*MATERIAL TO PROCESS:*
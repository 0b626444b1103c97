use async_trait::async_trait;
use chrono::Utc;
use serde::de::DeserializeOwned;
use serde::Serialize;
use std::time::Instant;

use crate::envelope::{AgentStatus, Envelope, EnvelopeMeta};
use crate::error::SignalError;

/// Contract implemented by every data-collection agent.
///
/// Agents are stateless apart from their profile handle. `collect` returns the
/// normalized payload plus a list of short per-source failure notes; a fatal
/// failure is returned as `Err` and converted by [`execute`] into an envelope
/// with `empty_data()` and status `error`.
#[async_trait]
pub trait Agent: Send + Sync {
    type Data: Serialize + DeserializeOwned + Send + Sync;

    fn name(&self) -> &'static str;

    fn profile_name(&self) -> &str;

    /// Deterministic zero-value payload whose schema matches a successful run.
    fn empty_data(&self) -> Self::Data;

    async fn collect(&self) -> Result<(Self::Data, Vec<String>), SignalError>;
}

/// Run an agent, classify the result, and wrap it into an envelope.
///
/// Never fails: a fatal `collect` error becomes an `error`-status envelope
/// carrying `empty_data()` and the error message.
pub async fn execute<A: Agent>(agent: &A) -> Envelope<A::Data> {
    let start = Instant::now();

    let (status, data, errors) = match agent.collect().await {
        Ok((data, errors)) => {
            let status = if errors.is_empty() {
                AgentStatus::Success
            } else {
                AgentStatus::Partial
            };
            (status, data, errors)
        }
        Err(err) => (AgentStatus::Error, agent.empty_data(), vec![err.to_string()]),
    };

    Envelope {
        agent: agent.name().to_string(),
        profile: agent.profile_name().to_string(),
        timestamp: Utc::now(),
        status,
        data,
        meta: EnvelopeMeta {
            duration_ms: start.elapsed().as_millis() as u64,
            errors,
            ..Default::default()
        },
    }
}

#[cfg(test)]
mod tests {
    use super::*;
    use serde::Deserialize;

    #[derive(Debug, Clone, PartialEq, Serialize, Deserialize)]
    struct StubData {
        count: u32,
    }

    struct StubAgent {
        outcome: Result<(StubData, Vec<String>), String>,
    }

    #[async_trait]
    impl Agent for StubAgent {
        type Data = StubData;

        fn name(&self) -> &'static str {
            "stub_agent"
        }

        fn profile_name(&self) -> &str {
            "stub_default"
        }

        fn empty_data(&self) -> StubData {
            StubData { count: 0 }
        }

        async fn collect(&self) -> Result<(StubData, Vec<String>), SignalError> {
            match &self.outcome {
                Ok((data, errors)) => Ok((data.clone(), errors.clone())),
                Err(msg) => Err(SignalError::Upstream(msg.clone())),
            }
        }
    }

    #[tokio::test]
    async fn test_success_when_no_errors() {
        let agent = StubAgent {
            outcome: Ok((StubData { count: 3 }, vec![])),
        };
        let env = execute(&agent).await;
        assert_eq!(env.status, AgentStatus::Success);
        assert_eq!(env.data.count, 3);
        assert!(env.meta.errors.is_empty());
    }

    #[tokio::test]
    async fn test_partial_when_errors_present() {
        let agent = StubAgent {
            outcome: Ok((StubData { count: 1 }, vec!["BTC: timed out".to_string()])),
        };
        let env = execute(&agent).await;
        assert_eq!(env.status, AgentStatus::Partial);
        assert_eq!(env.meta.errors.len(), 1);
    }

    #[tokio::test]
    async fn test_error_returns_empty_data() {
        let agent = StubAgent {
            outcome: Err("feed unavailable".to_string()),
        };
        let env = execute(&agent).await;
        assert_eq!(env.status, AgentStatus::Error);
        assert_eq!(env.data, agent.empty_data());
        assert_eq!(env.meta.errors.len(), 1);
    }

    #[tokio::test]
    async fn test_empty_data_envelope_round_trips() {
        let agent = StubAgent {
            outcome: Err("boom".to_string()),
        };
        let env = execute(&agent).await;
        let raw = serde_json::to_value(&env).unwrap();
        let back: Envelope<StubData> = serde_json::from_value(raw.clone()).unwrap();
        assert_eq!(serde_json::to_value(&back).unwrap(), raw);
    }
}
...
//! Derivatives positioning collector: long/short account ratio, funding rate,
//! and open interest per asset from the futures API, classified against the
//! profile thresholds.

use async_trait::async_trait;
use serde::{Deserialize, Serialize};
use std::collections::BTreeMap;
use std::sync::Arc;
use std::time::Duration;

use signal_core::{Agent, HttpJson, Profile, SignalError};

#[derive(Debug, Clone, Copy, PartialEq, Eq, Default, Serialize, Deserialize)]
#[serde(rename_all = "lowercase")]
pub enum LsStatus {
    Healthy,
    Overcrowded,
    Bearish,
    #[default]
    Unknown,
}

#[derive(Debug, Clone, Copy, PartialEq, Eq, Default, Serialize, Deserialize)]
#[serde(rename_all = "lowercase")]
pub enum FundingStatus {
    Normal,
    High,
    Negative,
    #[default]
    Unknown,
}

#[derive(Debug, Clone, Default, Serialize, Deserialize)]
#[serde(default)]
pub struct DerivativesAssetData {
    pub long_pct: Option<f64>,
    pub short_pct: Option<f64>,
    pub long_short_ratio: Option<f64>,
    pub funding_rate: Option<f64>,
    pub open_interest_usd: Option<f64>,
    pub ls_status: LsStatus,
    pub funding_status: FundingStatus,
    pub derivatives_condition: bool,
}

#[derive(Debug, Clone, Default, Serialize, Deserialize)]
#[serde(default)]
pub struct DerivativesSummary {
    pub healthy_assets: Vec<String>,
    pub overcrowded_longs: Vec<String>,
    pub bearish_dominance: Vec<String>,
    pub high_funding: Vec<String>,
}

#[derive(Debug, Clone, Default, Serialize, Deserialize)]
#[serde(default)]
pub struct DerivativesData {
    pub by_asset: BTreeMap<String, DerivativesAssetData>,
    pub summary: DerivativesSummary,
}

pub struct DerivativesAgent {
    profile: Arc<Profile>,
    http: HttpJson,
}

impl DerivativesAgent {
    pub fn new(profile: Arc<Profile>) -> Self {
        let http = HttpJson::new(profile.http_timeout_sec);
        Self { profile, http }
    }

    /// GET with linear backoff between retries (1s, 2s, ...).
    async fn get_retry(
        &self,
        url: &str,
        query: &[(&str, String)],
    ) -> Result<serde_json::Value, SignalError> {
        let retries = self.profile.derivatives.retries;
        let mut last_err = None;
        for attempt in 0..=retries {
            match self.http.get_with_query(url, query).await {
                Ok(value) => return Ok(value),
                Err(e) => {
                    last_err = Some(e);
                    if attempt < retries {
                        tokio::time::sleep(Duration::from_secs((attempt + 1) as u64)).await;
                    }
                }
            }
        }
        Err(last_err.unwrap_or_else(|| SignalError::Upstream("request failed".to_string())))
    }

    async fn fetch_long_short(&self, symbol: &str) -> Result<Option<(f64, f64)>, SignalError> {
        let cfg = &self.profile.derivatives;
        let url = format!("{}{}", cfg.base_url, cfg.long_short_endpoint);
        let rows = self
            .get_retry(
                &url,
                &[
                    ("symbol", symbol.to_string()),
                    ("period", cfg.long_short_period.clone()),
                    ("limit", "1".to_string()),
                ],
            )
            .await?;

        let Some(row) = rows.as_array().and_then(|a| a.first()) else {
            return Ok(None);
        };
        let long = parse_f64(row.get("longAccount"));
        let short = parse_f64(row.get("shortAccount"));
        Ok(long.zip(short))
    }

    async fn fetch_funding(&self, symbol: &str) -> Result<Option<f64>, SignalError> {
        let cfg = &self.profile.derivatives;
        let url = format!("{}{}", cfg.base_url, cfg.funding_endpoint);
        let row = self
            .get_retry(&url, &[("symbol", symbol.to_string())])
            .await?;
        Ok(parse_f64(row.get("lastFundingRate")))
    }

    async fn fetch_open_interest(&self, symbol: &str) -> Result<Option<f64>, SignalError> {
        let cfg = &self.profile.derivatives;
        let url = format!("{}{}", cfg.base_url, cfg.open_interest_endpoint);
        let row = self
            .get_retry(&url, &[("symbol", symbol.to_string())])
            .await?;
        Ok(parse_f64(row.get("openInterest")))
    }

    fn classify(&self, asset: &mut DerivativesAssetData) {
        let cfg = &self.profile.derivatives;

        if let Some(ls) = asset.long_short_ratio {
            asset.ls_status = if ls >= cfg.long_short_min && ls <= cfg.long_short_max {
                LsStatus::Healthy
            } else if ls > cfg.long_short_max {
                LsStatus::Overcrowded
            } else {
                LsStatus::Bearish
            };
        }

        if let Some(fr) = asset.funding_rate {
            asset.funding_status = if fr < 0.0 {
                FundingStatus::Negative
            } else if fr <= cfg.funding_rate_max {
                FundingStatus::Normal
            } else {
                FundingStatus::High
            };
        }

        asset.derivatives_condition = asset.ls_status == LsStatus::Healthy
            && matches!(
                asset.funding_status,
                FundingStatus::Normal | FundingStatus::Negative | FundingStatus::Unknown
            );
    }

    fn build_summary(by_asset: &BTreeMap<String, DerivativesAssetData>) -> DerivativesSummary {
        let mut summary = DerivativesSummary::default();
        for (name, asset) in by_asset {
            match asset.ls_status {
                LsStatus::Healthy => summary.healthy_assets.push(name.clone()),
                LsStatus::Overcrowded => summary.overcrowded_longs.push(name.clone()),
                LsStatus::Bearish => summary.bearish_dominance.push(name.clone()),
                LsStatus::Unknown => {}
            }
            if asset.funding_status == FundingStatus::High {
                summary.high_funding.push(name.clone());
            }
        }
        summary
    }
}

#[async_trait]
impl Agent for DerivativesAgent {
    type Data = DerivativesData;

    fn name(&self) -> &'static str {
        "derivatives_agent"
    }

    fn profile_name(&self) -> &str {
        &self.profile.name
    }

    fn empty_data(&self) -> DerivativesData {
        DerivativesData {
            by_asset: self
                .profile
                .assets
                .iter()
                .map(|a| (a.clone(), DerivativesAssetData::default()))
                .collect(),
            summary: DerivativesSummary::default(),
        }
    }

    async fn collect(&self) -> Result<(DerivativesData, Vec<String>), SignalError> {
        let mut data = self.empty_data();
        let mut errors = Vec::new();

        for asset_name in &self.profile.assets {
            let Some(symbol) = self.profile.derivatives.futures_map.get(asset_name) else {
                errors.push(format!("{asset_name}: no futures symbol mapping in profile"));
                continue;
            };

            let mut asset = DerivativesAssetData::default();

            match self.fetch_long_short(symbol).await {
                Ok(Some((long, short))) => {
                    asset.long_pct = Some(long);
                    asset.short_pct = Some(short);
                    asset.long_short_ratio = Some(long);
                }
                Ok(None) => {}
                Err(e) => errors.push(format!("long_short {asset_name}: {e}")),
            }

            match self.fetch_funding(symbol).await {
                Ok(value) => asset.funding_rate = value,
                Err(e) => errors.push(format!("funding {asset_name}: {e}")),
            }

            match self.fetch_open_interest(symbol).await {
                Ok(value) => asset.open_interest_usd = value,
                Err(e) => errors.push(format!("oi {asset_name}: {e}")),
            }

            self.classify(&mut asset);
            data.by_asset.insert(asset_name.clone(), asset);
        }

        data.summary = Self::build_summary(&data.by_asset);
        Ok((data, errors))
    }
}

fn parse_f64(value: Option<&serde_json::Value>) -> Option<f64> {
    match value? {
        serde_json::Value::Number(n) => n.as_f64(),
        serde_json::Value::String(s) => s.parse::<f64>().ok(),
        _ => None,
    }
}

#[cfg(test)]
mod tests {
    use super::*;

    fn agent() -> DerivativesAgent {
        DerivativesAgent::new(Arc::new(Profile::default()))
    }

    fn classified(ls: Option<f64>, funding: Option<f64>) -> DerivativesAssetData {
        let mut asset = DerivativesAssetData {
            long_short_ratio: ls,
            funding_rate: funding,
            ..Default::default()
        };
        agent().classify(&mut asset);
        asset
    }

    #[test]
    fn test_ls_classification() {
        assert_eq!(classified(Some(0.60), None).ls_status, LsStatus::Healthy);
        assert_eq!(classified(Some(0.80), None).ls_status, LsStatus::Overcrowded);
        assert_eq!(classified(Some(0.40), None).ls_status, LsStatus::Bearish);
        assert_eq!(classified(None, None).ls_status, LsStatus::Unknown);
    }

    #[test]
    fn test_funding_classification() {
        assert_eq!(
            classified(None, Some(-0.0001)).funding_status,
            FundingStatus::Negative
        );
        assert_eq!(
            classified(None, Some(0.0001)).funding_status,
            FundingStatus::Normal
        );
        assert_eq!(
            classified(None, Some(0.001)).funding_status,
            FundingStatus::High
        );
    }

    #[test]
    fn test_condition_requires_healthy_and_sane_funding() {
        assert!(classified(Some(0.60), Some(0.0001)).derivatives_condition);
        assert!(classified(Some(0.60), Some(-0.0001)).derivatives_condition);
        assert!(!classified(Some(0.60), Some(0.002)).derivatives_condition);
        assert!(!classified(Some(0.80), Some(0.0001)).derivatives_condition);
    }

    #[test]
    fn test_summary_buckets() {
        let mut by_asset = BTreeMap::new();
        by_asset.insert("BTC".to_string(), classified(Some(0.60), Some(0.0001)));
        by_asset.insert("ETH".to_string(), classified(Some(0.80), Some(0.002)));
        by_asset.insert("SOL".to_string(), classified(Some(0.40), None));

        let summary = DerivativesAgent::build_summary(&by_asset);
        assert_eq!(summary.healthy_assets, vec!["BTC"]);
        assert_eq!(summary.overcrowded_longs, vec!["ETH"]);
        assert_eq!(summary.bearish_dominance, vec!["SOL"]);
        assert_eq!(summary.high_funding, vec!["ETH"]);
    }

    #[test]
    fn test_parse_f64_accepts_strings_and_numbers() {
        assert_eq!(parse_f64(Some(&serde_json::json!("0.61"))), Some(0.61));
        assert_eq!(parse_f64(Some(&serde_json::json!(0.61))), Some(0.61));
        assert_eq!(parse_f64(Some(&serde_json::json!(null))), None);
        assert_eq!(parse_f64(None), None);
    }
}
==
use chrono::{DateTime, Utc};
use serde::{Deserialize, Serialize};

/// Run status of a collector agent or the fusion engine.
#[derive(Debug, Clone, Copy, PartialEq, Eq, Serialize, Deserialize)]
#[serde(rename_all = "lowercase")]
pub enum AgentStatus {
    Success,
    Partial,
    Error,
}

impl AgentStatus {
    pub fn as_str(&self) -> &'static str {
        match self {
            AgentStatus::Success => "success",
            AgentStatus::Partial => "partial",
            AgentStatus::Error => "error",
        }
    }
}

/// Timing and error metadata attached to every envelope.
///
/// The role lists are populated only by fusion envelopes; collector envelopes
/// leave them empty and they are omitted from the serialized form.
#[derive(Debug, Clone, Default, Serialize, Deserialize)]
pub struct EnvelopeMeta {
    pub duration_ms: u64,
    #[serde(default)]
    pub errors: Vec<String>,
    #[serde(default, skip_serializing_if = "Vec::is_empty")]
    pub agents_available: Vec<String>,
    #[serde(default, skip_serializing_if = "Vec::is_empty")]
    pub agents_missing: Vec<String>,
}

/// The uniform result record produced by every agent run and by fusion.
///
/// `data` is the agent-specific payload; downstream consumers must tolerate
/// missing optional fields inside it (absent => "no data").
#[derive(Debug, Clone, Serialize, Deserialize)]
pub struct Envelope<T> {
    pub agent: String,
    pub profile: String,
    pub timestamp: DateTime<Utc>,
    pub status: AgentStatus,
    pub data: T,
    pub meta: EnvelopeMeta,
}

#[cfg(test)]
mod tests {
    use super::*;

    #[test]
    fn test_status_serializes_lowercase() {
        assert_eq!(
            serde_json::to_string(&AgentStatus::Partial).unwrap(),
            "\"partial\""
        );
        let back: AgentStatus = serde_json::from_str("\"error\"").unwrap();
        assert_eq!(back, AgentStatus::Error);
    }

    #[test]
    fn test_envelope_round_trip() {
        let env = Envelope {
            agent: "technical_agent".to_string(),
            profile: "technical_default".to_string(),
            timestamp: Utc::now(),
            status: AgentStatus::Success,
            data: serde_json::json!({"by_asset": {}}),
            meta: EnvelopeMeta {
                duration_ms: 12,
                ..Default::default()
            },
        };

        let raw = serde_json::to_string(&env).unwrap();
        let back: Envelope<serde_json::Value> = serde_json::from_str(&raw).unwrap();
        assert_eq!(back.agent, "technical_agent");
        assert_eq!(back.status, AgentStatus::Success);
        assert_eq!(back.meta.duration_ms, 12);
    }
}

*PROBLEM TO WORK ON:*
Find the line with "use serde::Deserialize;" in the entries above. Retype it and each line after it, exactly, through the line with "let back: Envelope<StubData>", and stop there.

*SOLUTION BELOW:*
    use serde::Deserialize;

    #[derive(Debug, Clone, PartialEq, Serialize, Deserialize)]
    struct StubData {
        count: u32,
    }

    struct StubAgent {
        outcome: Result<(StubData, Vec<String>), String>,
    }

    #[async_trait]
    impl Agent for StubAgent {
        type Data = StubData;

        fn name(&self) -> &'static str {
            "stub_agent"
        }

        fn profile_name(&self) -> &str {
            "stub_default"
        }

        fn empty_data(&self) -> StubData {
            StubData { count: 0 }
        }

        async fn collect(&self) -> Result<(StubData, Vec<String>), SignalError> {
            match &self.outcome {
                Ok((data, errors)) => Ok((data.clone(), errors.clone())),
                Err(msg) => Err(SignalError::Upstream(msg.clone())),
            }
        }
    }

    #[tokio::test]
    async fn test_success_when_no_errors() {
        let agent = StubAgent {
            outcome: Ok((StubData { count: 3 }, vec![])),
        };
        let env = execute(&agent).await;
        assert_eq!(env.status, AgentStatus::Success);
        assert_eq!(env.data.count, 3);
        assert!(env.meta.errors.is_empty());
    }

    #[tokio::test]
    async fn test_partial_when_errors_present() {
        let agent = StubAgent {
            outcome: Ok((StubData { count: 1 }, vec!["BTC: timed out".to_string()])),
        };
        let env = execute(&agent).await;
        assert_eq!(env.status, AgentStatus::Partial);
        assert_eq!(env.meta.errors.len(), 1);
    }

    #[tokio::test]
    async fn test_error_returns_empty_data() {
        let agent = StubAgent {
            outcome: Err("feed unavailable".to_string()),
        };
        let env = execute(&agent).await;
        assert_eq!(env.status, AgentStatus::Error);
        assert_eq!(env.data, agent.empty_data());
        assert_eq!(env.meta.errors.len(), 1);
    }

    #[tokio::test]
    async fn test_empty_data_envelope_round_trips() {
        let agent = StubAgent {
            outcome: Err("boom".to_string()),
        };
        let env = execute(&agent).await;
        let raw = serde_json::to_value(&env).unwrap();
        let back: Envelope<StubData> = serde_json::from_value(raw.clone()).unwrap();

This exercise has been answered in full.